In the data that follows, find each line containing "config" and copy it.

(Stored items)
%%

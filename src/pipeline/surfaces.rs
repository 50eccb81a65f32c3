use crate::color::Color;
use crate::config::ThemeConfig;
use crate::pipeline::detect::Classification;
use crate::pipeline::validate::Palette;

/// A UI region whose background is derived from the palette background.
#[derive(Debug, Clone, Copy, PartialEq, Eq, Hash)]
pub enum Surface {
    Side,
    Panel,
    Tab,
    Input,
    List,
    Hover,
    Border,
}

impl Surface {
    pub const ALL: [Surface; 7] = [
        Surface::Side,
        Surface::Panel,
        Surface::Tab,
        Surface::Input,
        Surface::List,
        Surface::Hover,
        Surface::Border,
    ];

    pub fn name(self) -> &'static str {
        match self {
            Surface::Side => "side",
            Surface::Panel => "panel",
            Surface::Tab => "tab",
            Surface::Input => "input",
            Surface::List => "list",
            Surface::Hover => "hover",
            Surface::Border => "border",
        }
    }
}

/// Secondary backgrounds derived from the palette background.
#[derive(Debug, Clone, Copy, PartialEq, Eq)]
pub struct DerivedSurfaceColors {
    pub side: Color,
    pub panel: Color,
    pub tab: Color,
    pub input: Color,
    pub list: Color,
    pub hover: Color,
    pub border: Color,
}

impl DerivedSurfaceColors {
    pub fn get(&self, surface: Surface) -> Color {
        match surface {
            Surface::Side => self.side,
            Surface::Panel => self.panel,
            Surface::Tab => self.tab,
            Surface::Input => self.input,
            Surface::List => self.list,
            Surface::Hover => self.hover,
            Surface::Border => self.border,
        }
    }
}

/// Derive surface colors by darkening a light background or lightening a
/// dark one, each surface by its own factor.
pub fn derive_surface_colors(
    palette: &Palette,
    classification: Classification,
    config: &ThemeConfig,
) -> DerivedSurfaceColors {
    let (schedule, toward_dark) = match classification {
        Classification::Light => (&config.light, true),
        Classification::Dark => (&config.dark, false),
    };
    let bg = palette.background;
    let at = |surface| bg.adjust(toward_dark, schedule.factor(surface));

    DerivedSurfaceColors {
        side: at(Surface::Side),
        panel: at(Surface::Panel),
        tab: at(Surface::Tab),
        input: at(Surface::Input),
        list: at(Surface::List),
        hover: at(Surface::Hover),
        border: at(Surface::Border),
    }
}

%%

> [Solution]
use crate::config::ThemeConfig;
    config: &ThemeConfig,
        Classification::Light => (&config.light, true),
        Classification::Dark => (&config.dark, false),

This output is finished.